No existen partidos políticos en el Perú. El único que se parece, lejanamente, a un partido, es el Apra. Pero ni siquiera el Apra es realmente un partido. Depende enteramente de un caudillo, Alan García, y va como un rebaño donde va García.
En la década de 1990, el Apra sin García obtuvo 2% ó 3% en las elecciones. Con García quedó segundo en 2001 y ganó en 2006.
El Apra era un partido socialdemócrata. El Gobierno es de derecha. No existe nada más a la derecha que el Gobierno en el espectro político peruano. Y eso es porque Alan García lo decidió sin consultarle a nadie en el Apra, por supuesto.
Cuando ha habido protestas sociales durante este gobierno, el Apra, como partido, ha sido incapaz de enfrentarlas políticamente. Sus militantes solo existen para ocupar puestos públicos.
En otro plano, basta mirar el Congreso.

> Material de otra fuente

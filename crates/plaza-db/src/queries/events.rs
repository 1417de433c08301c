use rusqlite::{Connection, Row, params};
use uuid::Uuid;

use plaza_types::models::Attendance;

use crate::error::QueryExt;
use crate::models::{
    AttendeeRow, BRIEF_COLUMNS, GroupEventRow, NewGroupEvent, RowExt, UserBrief, format_timestamp,
};
use crate::{Database, Result};

const EVENT_SELECT: &str = "
    SELECT e.id, e.group_id, e.creator_id, e.title, e.description, e.event_time, e.created_at,
           (SELECT COUNT(*) FROM event_responses r
            WHERE r.event_id = e.id AND r.response = 'going'),
           (SELECT COUNT(*) FROM event_responses r
            WHERE r.event_id = e.id AND r.response = 'not_going')
    FROM group_events e";

impl GroupEventRow {
    fn from_row(row: &Row<'_>) -> rusqlite::Result<Self> {
        Ok(Self {
            id: row.parsed(0)?,
            group_id: row.parsed(1)?,
            creator_id: row.parsed(2)?,
            title: row.get(3)?,
            description: row.get(4)?,
            event_time: row.timestamp(5)?,
            created_at: row.timestamp(6)?,
            going: row.get(7)?,
            not_going: row.get(8)?,
        })
    }
}

pub struct GroupEventRepository<'a> {
    db: &'a Database,
}

impl<'a> GroupEventRepository<'a> {
    pub(crate) fn new(db: &'a Database) -> Self {
        Self { db }
    }

    pub fn create(&self, new: NewGroupEvent) -> Result<GroupEventRow> {
        let id = Uuid::new_v4();

        self.db.with_conn_mut(|conn| {
            conn.execute(
                "INSERT INTO group_events (id, group_id, creator_id, title, description, event_time)
                 VALUES (?1, ?2, ?3, ?4, ?5, ?6)",
                params![
                    id.to_string(),
                    new.group_id.to_string(),
                    new.creator_id.to_string(),
                    new.title,
                    new.description,
                    format_timestamp(new.event_time),
                ],
            )?;
            query_event(conn, id)
        })
    }

    pub fn get(&self, id: Uuid) -> Result<GroupEventRow> {
        self.db.with_conn(|conn| query_event(conn, id))
    }

    /// Soonest first.
    pub fn list_by_group(&self, group: Uuid) -> Result<Vec<GroupEventRow>> {
        self.db.with_conn(|conn| {
            let mut stmt = conn.prepare(&format!(
                "{EVENT_SELECT} WHERE e.group_id = ?1 ORDER BY e.event_time ASC"
            ))?;
            let rows = stmt
                .query_map([group.to_string()], GroupEventRow::from_row)?
                .collect::<std::result::Result<Vec<_>, _>>()?;
            Ok(rows)
        })
    }

    /// Records or changes the user's answer.
    pub fn respond(&self, event: Uuid, user: Uuid, response: Attendance) -> Result<GroupEventRow> {
        self.db.with_conn_mut(|conn| {
            conn.execute(
                "INSERT INTO event_responses (event_id, user_id, response) VALUES (?1, ?2, ?3)
                 ON CONFLICT (event_id, user_id) DO UPDATE SET
                    response = excluded.response,
                    updated_at = strftime('%Y-%m-%d %H:%M:%f', 'now')",
                params![event.to_string(), user.to_string(), response.as_str()],
            )?;
            query_event(conn, event)
        })
    }

    pub fn responses(&self, event: Uuid) -> Result<Vec<AttendeeRow>> {
        self.db.with_conn(|conn| {
            let mut stmt = conn.prepare(&format!(
                "SELECT r.response, {BRIEF_COLUMNS}
                 FROM event_responses r
                 JOIN users u ON u.id = r.user_id
                 WHERE r.event_id = ?1
                 ORDER BY r.updated_at ASC"
            ))?;
            let rows = stmt
                .query_map([event.to_string()], |row| {
                    Ok(AttendeeRow {
                        response: row.parsed(0)?,
                        user: UserBrief::from_row(row, 1)?,
                    })
                })?
                .collect::<std::result::Result<Vec<_>, _>>()?;
            Ok(rows)
        })
    }
}

fn query_event(conn: &Connection, id: Uuid) -> Result<GroupEventRow> {
    conn.query_row(
        &format!("{EVENT_SELECT} WHERE e.id = ?1"),
        [id.to_string()],
        GroupEventRow::from_row,
    )
    .found("event")
}

#[cfg(test)]
mod tests {
    use super::*;
    use crate::DbError;
    use crate::queries::test_support::{db, user};
    use chrono::{Duration, TimeZone, Utc};

    #[test]
    fn create_list_and_respond() {
        let db = db();
        let owner = user(&db, "owner");
        let guest = user(&db, "guest");
        let group = db.groups().create(owner.id, "Hikers", "").unwrap();

        let when = Utc.with_ymd_and_hms(2030, 6, 1, 9, 0, 0).unwrap();
        let later = db
            .group_events()
            .create(NewGroupEvent {
                group_id: group.id,
                creator_id: owner.id,
                title: "Summit".to_string(),
                description: "bring water".to_string(),
                event_time: when + Duration::days(7),
            })
            .unwrap();
        let sooner = db
            .group_events()
            .create(NewGroupEvent {
                group_id: group.id,
                creator_id: owner.id,
                title: "Warm-up".to_string(),
                description: String::new(),
                event_time: when,
            })
            .unwrap();
        assert_eq!(sooner.event_time, when);

        let listed = db.group_events().list_by_group(group.id).unwrap();
        assert_eq!(listed.iter().map(|e| e.id).collect::<Vec<_>>(), vec![sooner.id, later.id]);

        db.group_events().respond(later.id, owner.id, Attendance::Going).unwrap();
        db.group_events().respond(later.id, guest.id, Attendance::Going).unwrap();
        let updated = db.group_events().respond(later.id, guest.id, Attendance::NotGoing).unwrap();
        assert_eq!((updated.going, updated.not_going), (1, 1));

        let responses = db.group_events().responses(later.id).unwrap();
        assert_eq!(responses.len(), 2);
        let guest_answer = responses.iter().find(|r| r.user.id == guest.id).unwrap();
        assert_eq!(guest_answer.response, Attendance::NotGoing);
    }

    #[test]
    fn missing_event_is_not_found() {
        let db = db();
        assert!(matches!(db.group_events().get(Uuid::new_v4()), Err(DbError::NotFound("event"))));

        let someone = user(&db, "someone");
        assert!(matches!(
            db.group_events().respond(Uuid::new_v4(), someone.id, Attendance::Going),
            Err(DbError::InvalidReference)
        ));
    }
}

Un desastre total, plagado de incompetencia y corrupción. Peor que el anterior, que a su vez era muy malo. Comparados con este, los parlamentos de 1980 a 1992 eran de lujo.
RULETA RUSA.
En estas condiciones, el futuro del Perú es imprevisible. La combinación de amplios bolsones de pobreza con inexistencia de partidos políticos es altamente explosiva.
El problema, además, no es solo de pobreza sino de inmensas desigualdades. América Latina es el continente más desigual del planeta. Y el Perú es uno de los países más desiguales de América Latina.
Eso tiene consecuencias políticas. Favorece el surgimiento de caudillos populistas y demagógicos.
Nadie sabe qué pasará en 2011. Podría ganar un sucedáneo de Hugo Chávez o de Evo Morales, que llevaría el país a la bancarrota. Al final fracasaría, pero hundiría al país en una crisis que tomaría décadas recuperar, como ha ocurrido muchas veces a lo largo de nuestra historia.
Eso no ocurre, por ejemplo, en el vecino que García promete superar, Chile. En el gobierno de Ricardo Lagos, todos sabían que el próximo triunfador de las elecciones sería de la Concertación o de la derecha (UDI-RN). Y que cualquiera que ganara, podría ser un poco mejor o un poco peor, pero no haría ningún viraje brusco.
Hoy día también se puede predecir lo mismo. Michelle Bachelet será sucedida por un gobierno de la Concertación o de la derecha, pero no ocurrirá ningún terremoto.
En suma, al Perú le va bien ahora. Si el crecimiento económico se mantiene, muchas cosas mejorarán en el país. Pero es una fantasía que el Perú esté en camino al desarrollo. No lo está. Ni siquiera podremos alcanzar la más modesta meta de superar a Chile el 2015.
Para eso se requieren reformas fundamentales que este gobierno no ha emprendido ni va a emprender.